She whipped it out of her belt, read the display and placed it against her ear in one sweeping movement.
‘Harry? Ask Sivertsen to roll up his left trouser leg. We’ve got a picture of a masked cyclist in front of the Fountain at half past five last Monday with a plaster on his knee. And he’s holding a brown polythene bag.’
Bjørn had to take longer strides to keep up with his diminutive female colleague as she made her way down the corridor. He heard a voice crackling on the phone.
Beate swung into her office.
‘No plaster and no wound? No, I know that doesn’t prove anything, but for your information André Clausen has more or less identified the cyclist in the picture as the same person he saw at Halle, Thune and Wetterlid.’
She sat down behind her desk.
‘What?’
Bjørn Holm saw three deep sergeant’s chevrons appear on her forehead.
‘Right.’
She put down the phone and stared at it as if she didn’t know whether to believe what she had just heard.
‘Harry thinks he knows who the Courier Killer is,’ she said.
Bjørn didn’t answer.
‘Check to see if the lab is free,’ she said. ‘He’s given us a new job.’
‘What kind of job?’ Bjørn asked.
‘A real shit job.’
Øystein Eikeland was sitting in a taxi in the parking area below St Hanshaugen with his eyes half closed, peering down the street at a girl with long legs, imbibing caffeine on a seat on the pavement outside Java. The hum of the air conditioning was drowned out by the sounds of music the loudspeakers were emitting.
Malicious rumour had it that the song was a Gram Parsons number and that Keith and the Stones had nicked it for the
Sticky Fingers
album while they were down in France. The ’60s were over and they were trying to drug themselves into creativity: ‘Wild Horses’.
One of the back doors opened. Øystein was startled. Whoever it was must have come from behind, from the park. In the mirror he saw a tanned face with a powerful jaw and reflector sunglasses.
‘Lake Maridal, driver.’ The voice was soft, but the command intonation was unmistakable. ‘If it isn’t too much trouble . . .’
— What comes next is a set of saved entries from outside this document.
//! Run the merge scripts of a planned bundle locally, in parallel.

use anyhow::{Result, bail};
use clap::Parser;
use ntuple_harvester::dispatch;
use std::path::PathBuf;
use tracing::info;

/// Execute the merge scripts created by `merge-plan`.
#[derive(Parser, Debug)]
#[command(name = "run-merging")]
struct Cli {
    /// Worker count for parallel merging
    #[arg(long)]
    parallel: usize,

    /// Bundle directory written by `merge-plan`
    #[arg(long, default_value = "merging")]
    bundle_dir: PathBuf,
}

fn main() -> Result<()> {
    tracing_subscriber::fmt()
        .with_env_filter(
            tracing_subscriber::EnvFilter::try_from_default_env()
                .unwrap_or_else(|_| "info".into()),
        )
        .init();
    let cli = Cli::parse();

    let outcomes = dispatch::run_bundle(&cli.bundle_dir, cli.parallel)?;
    let failed: Vec<&str> = outcomes
        .iter()
        .filter(|o| !o.success)
        .map(|o| o.dataset.as_str())
        .collect();

    info!(
        "ran {} merge scripts, {} failed",
        outcomes.len(),
        failed.len()
    );
    if !failed.is_empty() {
        bail!("merge scripts failed for: {}", failed.join(", "));
    }
    Ok(())
}
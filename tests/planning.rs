//! Merge script rendering and bundle round trips.

use flate2::read::GzDecoder;
use ntuple_harvester::backend::{InputMode, OutputMode};
use ntuple_harvester::group::{DatasetGroups, FileKind, collect_groups};
use ntuple_harvester::plan::{MANIFEST_NAME, MergeScript, PlanConfig, plan_all, plan_dataset, write_bundle};
use ntuple_harvester::storage::FakeStorage;
use ntuple_harvester::testing::sample_tree;
use regex::Regex;
use std::fs::{self, File};
use std::io::Read;
use tempfile::TempDir;

fn config(output: OutputMode) -> PlanConfig {
    PlanConfig {
        output,
        output_root: "/store/user".into(),
        target_dir: "merged_v1".into(),
    }
}

fn sources() -> Vec<String> {
    vec!["/jobs/sampleX/a.root".into(), "/jobs/sampleX/b.root".into()]
}

#[test]
fn local_mode_merges_in_place() -> anyhow::Result<()> {
    let backend = FakeStorage::new();
    let script = plan_dataset(&config(OutputMode::Local), &backend, "sampleX", &sources())?;

    assert_eq!(
        script.commands,
        vec![
            "hadd -f /store/user/merged_v1/sampleX/sampleX.root \
             /jobs/sampleX/a.root /jobs/sampleX/b.root"
                .to_string()
        ]
    );
    assert_eq!(
        backend.created_directories(),
        vec!["/store/user/merged_v1/sampleX".to_string()]
    );
    Ok(())
}

#[test]
fn dcap_mode_writes_through_dcap_and_controls_through_srm() -> anyhow::Result<()> {
    let backend = FakeStorage::new();
    let output = OutputMode::DcapDirect {
        write: "gsidcap://dcap.example.org".into(),
        control: "srm://srm.example.org:8443/srm/managerv2?SFN=".into(),
    };
    let script = plan_dataset(&config(output), &backend, "sampleX", &sources())?;

    assert_eq!(script.commands.len(), 1);
    assert!(
        script.commands[0]
            .starts_with("hadd -f gsidcap://dcap.example.org/store/user/merged_v1/sampleX/sampleX.root")
    );
    assert_eq!(
        backend.created_directories(),
        vec![
            "srm://srm.example.org:8443/srm/managerv2?SFN=/store/user/merged_v1/sampleX"
                .to_string()
        ]
    );
    Ok(())
}

#[test]
fn srm_relay_stages_locally_then_copies() -> anyhow::Result<()> {
    let backend = FakeStorage::new();
    let output = OutputMode::SrmRelay("srm://srm.example.org:8443/srm/managerv2?SFN=".into());
    let script = plan_dataset(&config(output), &backend, "sampleX", &sources())?;

    assert_eq!(
        script.commands,
        vec![
            "hadd -f sampleX.root /jobs/sampleX/a.root /jobs/sampleX/b.root".to_string(),
            "gfal-copy -f sampleX.root \
             srm://srm.example.org:8443/srm/managerv2?SFN=/store/user/merged_v1/sampleX/sampleX.root"
                .to_string(),
        ]
    );
    Ok(())
}

#[test]
fn xrootd_relay_uses_xrdcp() -> anyhow::Result<()> {
    let backend = FakeStorage::new();
    let output = OutputMode::XrootdRelay("root://xrd.example.org".into());
    let script = plan_dataset(&config(output), &backend, "sampleX", &sources())?;

    assert_eq!(script.commands[0], "hadd -f sampleX.root /jobs/sampleX/a.root /jobs/sampleX/b.root");
    assert_eq!(
        script.commands[1],
        "xrdcp -f sampleX.root root://xrd.example.org/store/user/merged_v1/sampleX/sampleX.root"
    );
    Ok(())
}

#[test]
fn two_roots_feed_one_merge_command() -> anyhow::Result<()> {
    let storage = FakeStorage::new();
    sample_tree(&storage, "/jobs_v1", &[("sampleX", &["out_1.root"])]);
    sample_tree(&storage, "/jobs_v2", &[("sampleX", &["out_2.root"])]);

    let groups = collect_groups(
        &storage,
        &InputMode::Local,
        &["/jobs_v1".into(), "/jobs_v2".into()],
        &Regex::new(".*")?,
        FileKind::Ntuple,
    )?;
    assert_eq!(groups["sampleX"].len(), 2);

    let scripts = plan_all(&config(OutputMode::Local), &storage, &groups)?;
    assert_eq!(scripts.len(), 1);
    assert!(scripts[0].commands[0].contains("/jobs_v1/sampleX/out_1.root"));
    assert!(scripts[0].commands[0].contains("/jobs_v2/sampleX/out_2.root"));
    Ok(())
}

#[test]
fn empty_groups_are_skipped() -> anyhow::Result<()> {
    let backend = FakeStorage::new();
    let mut groups = DatasetGroups::new();
    groups.insert("empty".into(), Vec::new());
    groups.insert("full".into(), sources());

    let scripts = plan_all(&config(OutputMode::Local), &backend, &groups)?;
    assert_eq!(scripts.len(), 1);
    assert_eq!(scripts[0].dataset, "full");
    Ok(())
}

#[test]
fn bundle_round_trip() -> anyhow::Result<()> {
    let dir = TempDir::new()?;
    let scripts = vec![
        MergeScript {
            dataset: "sample10".into(),
            destination: "/m/sample10/sample10.root".into(),
            commands: vec!["hadd -f out.root a.root".into()],
        },
        MergeScript {
            dataset: "sample2".into(),
            destination: "/m/sample2/sample2.root".into(),
            commands: vec!["hadd -f out.root b.root".into(), "true".into()],
        },
    ];
    write_bundle(dir.path(), &scripts)?;

    // Manifest lists datasets in natural order.
    let manifest = fs::read_to_string(dir.path().join(MANIFEST_NAME))?;
    assert_eq!(manifest, "sample2\nsample10\n");

    // Decompressing a script yields its rendered text.
    let mut decoder = GzDecoder::new(File::open(dir.path().join("sample2.sh.gz"))?);
    let mut text = String::new();
    decoder.read_to_string(&mut text)?;
    assert_eq!(text, "hadd -f out.root b.root\ntrue\n");
    Ok(())
}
‘Not at all,’ Øystein mumbled as he turned down the music and took a last deep drag of his cigarette before he tossed it out of the open window.
‘Whereabouts by Lake Maridal?’
‘Just drive. I’ll tell you.’
They drove down Ullevålsveien.
‘Rain is forecast,’ Øystein said.
‘I’ll tell you,’ the voice repeated.
No tip then, Øystein thought.
After a ten-minute drive they had left the residential quarter behind them and suddenly it was all fields, farms and Lake Maridal. It was such a wonderful transition that an American passenger had once asked Øystein if they were in a theme park.
‘You can take the turning up there to the left,’ the voice said.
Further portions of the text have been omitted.